Par conséquent, les kami, les divinités et les esprits natifs du pays qui avaient été vénérés pendant des siècles avant l’arrivée du bouddhisme, ont continué d’être révérés et respectés comme avant. Le bouddhisme nouvellement importé n’a jamais remplacé les anciennes croyances. La foi préexistante dans les kami et celle basée sur les enseignements du Bouddha venue du continent chinois ont toutes deux été acceptées comme dignes de vénération, et ont même fusionnées en une nouvelle forme de syncrétisme religieux. Ceci a fini par produire un nouveau point de vue typiquement japonais selon lequel toutes ces divinités variées sont différentes manifestations des mêmes êtres surnaturels. Cette fusion syncrétique ente le bouddhisme et les traditions natives de l’archipel est encore profondément ancrée dans la société japonaise d’aujourd’hui, où la culture accepte joyeusement le culte shintô et bouddhique sans avoir le sentiment de devoir faire un choix entre l’une ou l’autre de ces religions.
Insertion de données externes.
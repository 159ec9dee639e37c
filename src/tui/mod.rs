//! Terminal line-editor building blocks.
//!
//! Row math, erase/redraw, and the session state machine live in separate
//! modules so the width computation stays pure and shared between echo
//! prediction and erasure.

pub mod input;
pub mod metrics;
mod prompt;
pub mod redraw;
pub mod session;
pub mod settings;
pub mod terminal;

pub use input::{read_logical_message, read_single_line};
pub use metrics::{char_cells, compute_rows, terminal_size, TerminalSize};
pub use prompt::PromptKind;
pub use redraw::RedrawController;
pub use session::{MultiLineSession, SessionOptions, SessionState};
pub use terminal::{Interactivity, LineSource, StderrSink, StdinLineSource, TerminalSink};
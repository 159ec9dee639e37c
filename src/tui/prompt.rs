//! Prompt rendering helpers for the line editor.

use crate::tui::settings;
use crossterm::style::{Print, PrintStyledContent, Stylize};
use crossterm::QueueableCommand;
use std::io::{self, Write};

/// Which of the two prompts is being shown.
#[derive(Debug, Clone, Copy, PartialEq, Eq)]
pub enum PromptKind {
    /// Shown before the first physical line of a message.
    Primary,
    /// Shown before every continued line.
    Continuation,
}

/// Queue a prompt, styled when `color` is enabled.
///
/// Styling only wraps the text in SGR sequences; the visible cells are the
/// plain prompt text, which is what row computations use.
pub(crate) fn write_prompt<W>(
    out: &mut W,
    prompt: &str,
    kind: PromptKind,
    color: bool,
) -> io::Result<()>
where
    W: Write + ?Sized,
{
    if prompt.is_empty() {
        return Ok(());
    }
    if color {
        let styled = match kind {
            PromptKind::Primary => prompt.with(settings::COLOR_PROMPT_PRIMARY).bold(),
            PromptKind::Continuation => prompt.with(settings::COLOR_PROMPT_CONTINUATION),
        };
        out.queue(PrintStyledContent(styled))?;
    } else {
        out.queue(Print(prompt))?;
    }
    Ok(())
}
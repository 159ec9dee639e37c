//! Boundary classification for composed messages.
//!
//! A finished message is decided once, here, to be either structured JSON or
//! raw text. Nothing downstream re-parses it.

use std::fmt;

use serde_json::{Map, Value};

/// Sender id attached to outgoing envelopes when none is configured.
pub const DEFAULT_SENDER: &str = "user";

const TAG_SERVER_WARNING: &str = "[From server]";
const TAG_RECEIVED: &str = "[Received]";
const WARNING_PREFIX: &str = "Warning:";

/// A composed message after boundary classification.
#[derive(Debug, Clone, PartialEq)]
pub enum Payload {
    /// The message parsed as JSON once line breaks were removed.
    Structured(Value),
    /// Anything else, kept exactly as composed.
    Raw(String),
}

impl Payload {
    /// Classify a logical message.
    ///
    /// Line breaks are removed before parsing so JSON typed across several
    /// continued lines still parses. A raw result keeps the original text.
    pub fn classify(message: &str) -> Self {
        let joined: String = message.chars().filter(|c| *c != '\n').collect();
        match serde_json::from_str::<Value>(&joined) {
            Ok(value) => Self::Structured(value),
            Err(_) => Self::Raw(message.to_string()),
        }
    }

    pub fn is_structured(&self) -> bool {
        matches!(self, Self::Structured(_))
    }
}

/// Wrap a payload for sending, stamping it with `sender`.
///
/// Raw text becomes `{"message": text}`; JSON objects are kept as-is. Other
/// JSON values cannot carry a sender and are dropped.
pub fn outgoing_envelope(payload: Payload, sender: &str) -> Option<Map<String, Value>> {
    let mut envelope = match payload {
        Payload::Raw(text) => {
            let mut map = Map::new();
            map.insert("message".to_string(), Value::String(text));
            map
        }
        Payload::Structured(Value::Object(map)) => map,
        Payload::Structured(_) => return None,
    };
    envelope.insert("from".to_string(), Value::String(sender.to_string()));
    Some(envelope)
}

/// How an inbound message is shown to the user.
#[derive(Debug, Clone, PartialEq)]
pub struct InboundDisplay {
    pub tag: &'static str,
    pub content: Value,
}

impl InboundDisplay {
    /// Pick the displayed content and tag for an inbound value.
    ///
    /// Objects with a `content` field show that field; anything else is shown
    /// whole. String content starting with `Warning:` is tagged as a server
    /// notice.
    pub fn from_value(value: &Value) -> Self {
        let content = match value {
            Value::Object(map) if map.contains_key("content") => map["content"].clone(),
            other => other.clone(),
        };
        let tag = match &content {
            Value::String(text) if text.starts_with(WARNING_PREFIX) => TAG_SERVER_WARNING,
            _ => TAG_RECEIVED,
        };
        Self { tag, content }
    }
}

impl fmt::Display for InboundDisplay {
    fn fmt(&self, f: &mut fmt::Formatter<'_>) -> fmt::Result {
        match &self.content {
            Value::String(text) => write!(f, "{} {}", self.tag, text),
            other => write!(f, "{} {}", self.tag, other),
        }
    }
}
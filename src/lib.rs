//! Lineweave — a terminal multi-line message editor.
//!
//! Users end a line with a sentinel character (default `\`) to keep typing on
//! the next line. The editor hides each sentinel by erasing and redrawing the
//! echoed line, accounting for wide characters, tabs, and terminal wrapping.
//!
//! # Quick start
//!
//! ```no_run
//! use lineweave::tui::{read_logical_message, SessionOptions, StderrSink, StdinLineSource};
//!
//! # async fn example() {
//! let mut source = StdinLineSource::new();
//! let mut sink = StderrSink::new();
//! let message = read_logical_message(&SessionOptions::default(), &mut source, &mut sink)
//!     .await
//!     .unwrap();
//! println!("{message}");
//! # }
//! ```

pub mod config;
pub mod error;
pub mod payload;
#[cfg(test)]
pub mod testsupport;
pub mod tui;
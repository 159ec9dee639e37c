//! Configuration loading from TOML files and environment variables.
//!
//! Config is loaded in this order of precedence (highest wins):
//! 1. CLI flags (applied by the binary on top of the loaded config)
//! 2. Environment variables (`LINEWEAVE_PROMPT`, `LINEWEAVE_SENTINEL`, ...)
//! 3. TOML file specified via --config CLI flag
//! 4. ./lineweave.toml in the current directory
//! 5. $XDG_CONFIG_HOME/lineweave/lineweave.toml (or ~/.config/...)
//! 6. Built-in defaults

use std::path::{Path, PathBuf};

use tracing::debug;

use crate::error::ConfigError;
use crate::tui::settings;

mod env;
mod sources;
mod types;

pub use env::parse_sentinel;
pub use sources::{config_root_dir, ConfigSource};
pub use types::{Config, DisplayConfig, EditorConfig, PayloadConfig};

/// Configuration plus where it came from.
#[derive(Debug, Clone)]
pub struct LoadedConfig {
    pub config: Config,
    pub source: ConfigSource,
}

/// Load configuration from disk and environment.
///
/// `path_override` is an explicit config file path (from --config flag).
pub fn load_config(path_override: Option<&str>) -> Result<Config, ConfigError> {
    Ok(load_config_with_source(path_override)?.config)
}

/// Load configuration and report which source supplied it.
pub fn load_config_with_source(path_override: Option<&str>) -> Result<LoadedConfig, ConfigError> {
    load_config_from_sources(
        path_override,
        |path| std::fs::read_to_string(path),
        |name| std::env::var(name).ok(),
        config_root_dir,
    )
}

pub(crate) fn load_config_from_sources<FRead, FEnv, FRoot>(
    path_override: Option<&str>,
    read_file: FRead,
    env_lookup: FEnv,
    config_root: FRoot,
) -> Result<LoadedConfig, ConfigError>
where
    FRead: Fn(&Path) -> Result<String, std::io::Error>,
    FEnv: Fn(&str) -> Option<String>,
    FRoot: Fn() -> Option<PathBuf>,
{
    let (config_text, source) =
        sources::read_config_text_with_sources(path_override, &read_file, &config_root)?;
    debug!(?source, "config source resolved");
    let mut config: Config = toml::from_str(&config_text)?;
    env::apply_runtime_env_overrides(&mut config, &env_lookup)?;
    validate_config(&config)?;
    Ok(LoadedConfig { config, source })
}

/// Reject settings that would corrupt the redraw math or never terminate a line.
pub fn validate_config(config: &Config) -> Result<(), ConfigError> {
    let editor = &config.editor;
    if matches!(editor.sentinel, '\n' | '\r') {
        return Err(ConfigError::Invalid(
            "editor.sentinel cannot be a line break".to_string(),
        ));
    }
    for (name, prompt) in [
        ("editor.prompt", &editor.prompt),
        ("editor.continuation_prompt", &editor.continuation_prompt),
    ] {
        if prompt.chars().any(char::is_control) {
            return Err(ConfigError::Invalid(format!(
                "{name} must not contain control characters"
            )));
        }
    }
    if editor.tab_size > settings::TAB_SIZE_MAX {
        return Err(ConfigError::Invalid(format!(
            "editor.tab_size must be at most {}, got {}",
            settings::TAB_SIZE_MAX,
            editor.tab_size
        )));
    }
    Ok(())
}
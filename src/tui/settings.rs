//! Centralized, hardcoded UI settings for the line editor.
//!
//! This is the single place to tweak prompt strings, the continuation
//! sentinel, escape sequences, and prompt colors.

use crossterm::style::Color;

// ---------------------------------------------------------------------------
// Prompt strings
// ---------------------------------------------------------------------------

pub const PROMPT_PRIMARY: &str = "> ";
pub const PROMPT_CONTINUATION: &str = "~ ";

// ---------------------------------------------------------------------------
// Line continuation
// ---------------------------------------------------------------------------

pub const SENTINEL: char = '\\';
pub const TAB_SIZE: usize = 8;
/// Upper bound accepted from config; wider stops only hide config mistakes.
pub const TAB_SIZE_MAX: usize = 64;

// ---------------------------------------------------------------------------
// Terminal fallbacks
// ---------------------------------------------------------------------------

pub const FALLBACK_COLUMNS: u16 = 80;
pub const FALLBACK_ROWS: u16 = 24;

// ---------------------------------------------------------------------------
// Escape sequences
// ---------------------------------------------------------------------------

pub const CARRIAGE_RETURN: &str = "\r";
pub const LINE_TERMINATOR: &str = "\n";
pub const ESC: char = '\x1b';

// ---------------------------------------------------------------------------
// Colors
// ---------------------------------------------------------------------------

pub const COLOR_PROMPT_PRIMARY: Color = Color::White;
pub const COLOR_PROMPT_CONTINUATION: Color = Color::DarkGrey;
Jianzhen est venu au Japon dans l’espoir de poser les fondations avec ses disciples d’un développement du bouddhisme dans tout le pays. Cependant, la cour du Yamato en avait décidé autrement. Pour le pouvoir politique en place, le bouddhisme avait surtout un rôle important à jouer en tant qu’appareil étatique leur permettant d’asseoir leur autorité. Les moines bouddhistes étaient des saints approuvés par l’État dont le rôle était de prier pour la sécurité et la prospérité du pays. Ils étaient également des diplomates ayant un rôle important à jouer dans les échanges culturels avec le continent.
Puisque les moines avaient une position proche de celle des responsables publics et des fonctionnaires, il était inconcevable qu’ils puissent être autorisés à former un Sangha gouverné par eux-mêmes en tant que communauté autonome selon les principes du Vinaya Pitaka. Ce refus d’accorder aux moines une plus grande autonomie était dû à un manque de compréhension des enseignements de Shakyamuni. Le Bouddha historique avait ordonné à ses fidèles de renoncer à la vie séculaire et à se réfugier dans la communauté des moines, dans laquelle ils pourraient travailler sur eux-mêmes en se concentrant sur leurs disciplines spirituelles au sein de leur communauté. De plus, le Sangha n’avait pas la possibilité d’ordonner de nouveaux moines, puisque cette prérogative était exclusivement destinée aux autorités. Les vies quotidiennes des moines n’étaient pas dirigées par leur propre code de conduite autonome, mais par les lois de l’État.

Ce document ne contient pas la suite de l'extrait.